Chiou S S, Chang T T, Wu J R, Chang J G, Huang S F, Sheen J M, Tsai S P, Chen T S
Department of Pediatrics, Kaohsiung Medical College, Taiwan, Republic of China.
Gaoxiong Yi Xue Ke Xue Za Zhi. 1995 Feb;11(2):98-109.

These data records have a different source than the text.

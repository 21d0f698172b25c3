use anyhow::{Context, Result};
use sports_aggregator::{server, Aggregator, Config, StaticTeamDirectory};
use std::future::IntoFuture;
use std::sync::Arc;
use tracing::{error, info};

#[tokio::main]
async fn main() -> Result<()> {
    dotenvy::dotenv().ok();

    // Initialize tracing
    tracing_subscriber::fmt()
        .with_env_filter(
            tracing_subscriber::EnvFilter::from_default_env()
                .add_directive("sports_aggregator=info".parse()?),
        )
        .init();

    info!("Sports Aggregator v{}", env!("CARGO_PKG_VERSION"));

    let config = Config::from_env()?;
    let teams = Arc::new(StaticTeamDirectory::builtin());
    info!("Loaded {} teams into the directory", teams.len());

    let aggregator = Aggregator::from_config(&config, teams).context("failed to build HTTP clients")?;
    let app = server::router(Arc::new(aggregator));

    let addr = format!("0.0.0.0:{}", config.http_port);
    let listener = tokio::net::TcpListener::bind(&addr)
        .await
        .with_context(|| format!("failed to bind {}", addr))?;
    info!("Listening on {}", addr);

    // Handle shutdown gracefully
    let ctrl_c = tokio::signal::ctrl_c();
    tokio::pin!(ctrl_c);

    tokio::select! {
        result = axum::serve(listener, app).into_future() => {
            if let Err(e) = result {
                error!("Server error: {:?}", e);
                return Err(e.into());
            }
        }
        _ = &mut ctrl_c => {
            info!("Shutting down...");
        }
    }

    Ok(())
}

Forty-one cases of beta-thalassemia major were assessed for their clinical manifestations and gene mutation. The age distribution was from 1 to 18 years old. Patient's initial clinical symptoms began mostly before 2 years of age (90.2%). Patient's initial hematological data included mean hemoglobin value, 5.8 +/- 1.2 gm/dl, hemoglobin F value, 85.0 +/- 12.1%, hemoglobin A2 value 2.3 +/- 1.8%, reticulocyte count 9.2 +/- 9.0%. Eight different point mutations were characterized. Of these mutations, C to T substitution at nucleotide (nt) 654 of intervening sequence (IVS) 2, accounting for 46.3% of mutant beta-globin genes, is the most common mutation in our series, followed by frameshift codons 41/42 with a four nucleotides (TCTT) deletion for 31.7%; A to G substitution at position -28 of the promotor area for 8.5%; A to T substitution at codon 17 for 6.1%; frameshift codons 27/28 (insertion of C) for 2.4%; G to T substitution at nucleotide 1 of IVS-1 for 2.4%; frameshift codons 71/72 (insertion of A) and IVS-1 3' end TAG-->GAG for 1.2%. The first four mutations account for 92.6% of all beta-globin gene mutations in our series. As to mutations in each individual, the incidence of compound heterozygotes of two different mutations is much higher than homozygotes of a single mutation, 78.0% vs. 22.0%. Compound heterozygotes of C to T substitution at nt 654 of IVS-2 and frameshift codons 41/42 with a four nucleotides deletion is the most common pattern of beta-thalassemia mutation in our patients (41.5%). Patients with beta(0)/-28 beta(+) compound heterozygote mutation had much delayed initial symptoms than beta (0)/beta(0) homozygote mutation, but clinical manifestation may be aggravated when the mutation combined with glucose-6-phosphate dehydrogenase deficiency. Severity of iron overload was significantly correlated with total transfusion amount and patient's age in simple regression analysis (p < 0.001). Splenectomy may effectively prolong transfusion interval, maintain higher hemoglobin level before each transfusion and palliate clinical symptoms (p < 0.01). Iron-chelating agent therapy can effectively lower the total amount of serum ferritin. Higher severity of iron overload correlates with higher incidence of EKG and cardiac abnormalities in patients with beta-thalassemia major.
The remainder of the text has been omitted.